Entries taken from a collection
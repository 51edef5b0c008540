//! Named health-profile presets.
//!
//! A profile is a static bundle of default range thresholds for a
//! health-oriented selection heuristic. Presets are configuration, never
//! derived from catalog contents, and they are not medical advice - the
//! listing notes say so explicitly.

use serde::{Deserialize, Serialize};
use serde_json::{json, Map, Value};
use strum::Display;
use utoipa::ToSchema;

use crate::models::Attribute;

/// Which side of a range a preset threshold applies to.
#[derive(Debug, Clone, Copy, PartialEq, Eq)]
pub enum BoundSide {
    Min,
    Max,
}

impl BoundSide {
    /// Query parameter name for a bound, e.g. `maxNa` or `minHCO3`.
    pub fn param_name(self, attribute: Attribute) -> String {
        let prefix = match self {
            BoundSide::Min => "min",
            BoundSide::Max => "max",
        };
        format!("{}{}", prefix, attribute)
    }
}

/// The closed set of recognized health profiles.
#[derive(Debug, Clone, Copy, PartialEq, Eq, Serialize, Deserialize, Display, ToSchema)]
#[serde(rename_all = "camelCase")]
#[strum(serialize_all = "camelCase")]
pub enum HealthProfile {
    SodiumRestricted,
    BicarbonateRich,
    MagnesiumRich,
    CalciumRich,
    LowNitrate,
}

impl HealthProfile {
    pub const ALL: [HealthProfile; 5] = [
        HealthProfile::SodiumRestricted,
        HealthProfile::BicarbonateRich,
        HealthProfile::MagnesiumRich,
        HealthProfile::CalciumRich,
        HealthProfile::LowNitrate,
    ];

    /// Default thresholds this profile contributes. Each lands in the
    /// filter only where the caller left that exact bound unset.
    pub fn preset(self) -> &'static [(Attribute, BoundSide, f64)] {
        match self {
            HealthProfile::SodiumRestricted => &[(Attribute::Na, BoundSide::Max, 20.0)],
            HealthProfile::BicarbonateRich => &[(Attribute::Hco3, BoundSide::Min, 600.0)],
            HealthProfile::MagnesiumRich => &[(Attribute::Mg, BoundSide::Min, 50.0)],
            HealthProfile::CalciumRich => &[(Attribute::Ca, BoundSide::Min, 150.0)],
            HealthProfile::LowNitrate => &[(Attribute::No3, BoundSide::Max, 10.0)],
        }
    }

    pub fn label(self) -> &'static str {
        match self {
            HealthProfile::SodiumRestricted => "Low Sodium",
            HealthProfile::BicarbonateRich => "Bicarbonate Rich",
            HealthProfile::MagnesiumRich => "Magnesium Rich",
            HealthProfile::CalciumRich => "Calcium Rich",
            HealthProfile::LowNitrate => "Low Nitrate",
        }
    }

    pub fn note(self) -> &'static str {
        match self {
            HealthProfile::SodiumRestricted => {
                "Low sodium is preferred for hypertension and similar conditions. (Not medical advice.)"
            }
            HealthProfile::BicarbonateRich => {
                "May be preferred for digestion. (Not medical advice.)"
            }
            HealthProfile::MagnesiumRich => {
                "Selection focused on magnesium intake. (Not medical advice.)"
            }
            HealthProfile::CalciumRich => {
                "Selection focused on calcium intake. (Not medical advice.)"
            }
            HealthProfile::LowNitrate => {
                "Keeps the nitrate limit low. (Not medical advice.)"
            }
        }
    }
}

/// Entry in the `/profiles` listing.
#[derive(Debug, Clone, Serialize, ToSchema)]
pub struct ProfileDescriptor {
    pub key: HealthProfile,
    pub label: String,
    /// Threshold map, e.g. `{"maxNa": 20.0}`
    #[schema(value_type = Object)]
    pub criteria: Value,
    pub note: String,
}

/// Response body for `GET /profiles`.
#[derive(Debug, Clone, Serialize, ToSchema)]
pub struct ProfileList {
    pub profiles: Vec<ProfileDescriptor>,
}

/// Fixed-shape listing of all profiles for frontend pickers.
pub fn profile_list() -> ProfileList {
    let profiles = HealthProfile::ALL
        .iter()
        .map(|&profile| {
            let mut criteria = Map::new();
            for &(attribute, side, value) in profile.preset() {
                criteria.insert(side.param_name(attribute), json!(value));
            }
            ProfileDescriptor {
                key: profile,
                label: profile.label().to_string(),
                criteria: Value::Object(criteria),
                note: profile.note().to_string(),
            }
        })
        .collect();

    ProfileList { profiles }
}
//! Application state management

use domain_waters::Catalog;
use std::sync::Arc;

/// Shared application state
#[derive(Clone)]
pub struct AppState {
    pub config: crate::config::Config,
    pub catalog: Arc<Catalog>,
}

WORK INSTRUCTION:
Every line in the data above has to be retyped exactly.

TASK RESPONSE:
repository 51edef5b0c008540
//! Named health-profile presets.
//!
//! A profile is a static bundle of default range thresholds for a
//! health-oriented selection heuristic. Presets are configuration, never
//! derived from catalog contents, and they are not medical advice - the
//! listing notes say so explicitly.

use serde::{Deserialize, Serialize};
use serde_json::{json, Map, Value};
use strum::Display;
use utoipa::ToSchema;

use crate::models::Attribute;

/// Which side of a range a preset threshold applies to.
#[derive(Debug, Clone, Copy, PartialEq, Eq)]
pub enum BoundSide {
    Min,
    Max,
}

impl BoundSide {
    /// Query parameter name for a bound, e.g. `maxNa` or `minHCO3`.
    pub fn param_name(self, attribute: Attribute) -> String {
        let prefix = match self {
            BoundSide::Min => "min",
            BoundSide::Max => "max",
        };
        format!("{}{}", prefix, attribute)
    }
}

/// The closed set of recognized health profiles.
#[derive(Debug, Clone, Copy, PartialEq, Eq, Serialize, Deserialize, Display, ToSchema)]
#[serde(rename_all = "camelCase")]
#[strum(serialize_all = "camelCase")]
pub enum HealthProfile {
    SodiumRestricted,
    BicarbonateRich,
    MagnesiumRich,
    CalciumRich,
    LowNitrate,
}

impl HealthProfile {
    pub const ALL: [HealthProfile; 5] = [
        HealthProfile::SodiumRestricted,
        HealthProfile::BicarbonateRich,
        HealthProfile::MagnesiumRich,
        HealthProfile::CalciumRich,
        HealthProfile::LowNitrate,
    ];

    /// Default thresholds this profile contributes. Each lands in the
    /// filter only where the caller left that exact bound unset.
    pub fn preset(self) -> &'static [(Attribute, BoundSide, f64)] {
        match self {
            HealthProfile::SodiumRestricted => &[(Attribute::Na, BoundSide::Max, 20.0)],
            HealthProfile::BicarbonateRich => &[(Attribute::Hco3, BoundSide::Min, 600.0)],
            HealthProfile::MagnesiumRich => &[(Attribute::Mg, BoundSide::Min, 50.0)],
            HealthProfile::CalciumRich => &[(Attribute::Ca, BoundSide::Min, 150.0)],
            HealthProfile::LowNitrate => &[(Attribute::No3, BoundSide::Max, 10.0)],
        }
    }

    pub fn label(self) -> &'static str {
        match self {
            HealthProfile::SodiumRestricted => "Low Sodium",
            HealthProfile::BicarbonateRich => "Bicarbonate Rich",
            HealthProfile::MagnesiumRich => "Magnesium Rich",
            HealthProfile::CalciumRich => "Calcium Rich",
            HealthProfile::LowNitrate => "Low Nitrate",
        }
    }

    pub fn note(self) -> &'static str {
        match self {
            HealthProfile::SodiumRestricted => {
                "Low sodium is preferred for hypertension and similar conditions. (Not medical advice.)"
            }
            HealthProfile::BicarbonateRich => {
                "May be preferred for digestion. (Not medical advice.)"
            }
            HealthProfile::MagnesiumRich => {
                "Selection focused on magnesium intake. (Not medical advice.)"
            }
            HealthProfile::CalciumRich => {
                "Selection focused on calcium intake. (Not medical advice.)"
            }
            HealthProfile::LowNitrate => {
                "Keeps the nitrate limit low. (Not medical advice.)"
            }
        }
    }
}

/// Entry in the `/profiles` listing.
#[derive(Debug, Clone, Serialize, ToSchema)]
pub struct ProfileDescriptor {
    pub key: HealthProfile,
    pub label: String,
    /// Threshold map, e.g. `{"maxNa": 20.0}`
    #[schema(value_type = Object)]
    pub criteria: Value,
    pub note: String,
}

/// Response body for `GET /profiles`.
#[derive(Debug, Clone, Serialize, ToSchema)]
pub struct ProfileList {
    pub profiles: Vec<ProfileDescriptor>,
}

/// Fixed-shape listing of all profiles for frontend pickers.
pub fn profile_list() -> ProfileList {
    let profiles = HealthProfile::ALL
        .iter()
        .map(|&profile| {
            let mut criteria = Map::new();
            for &(attribute, side, value) in profile.preset() {
                criteria.insert(side.param_name(attribute), json!(value));
            }
            ProfileDescriptor {
                key: profile,
                label: profile.label().to_string(),
                criteria: Value::Object(criteria),
                note: profile.note().to_string(),
            }
        })
        .collect();

    ProfileList { profiles }
}
//! Application state management

use domain_waters::Catalog;
use std::sync::Arc;

/// Shared application state
#[derive(Clone)]
pub struct AppState {
    pub config: crate::config::Config,
    pub catalog: Arc<Catalog>,
}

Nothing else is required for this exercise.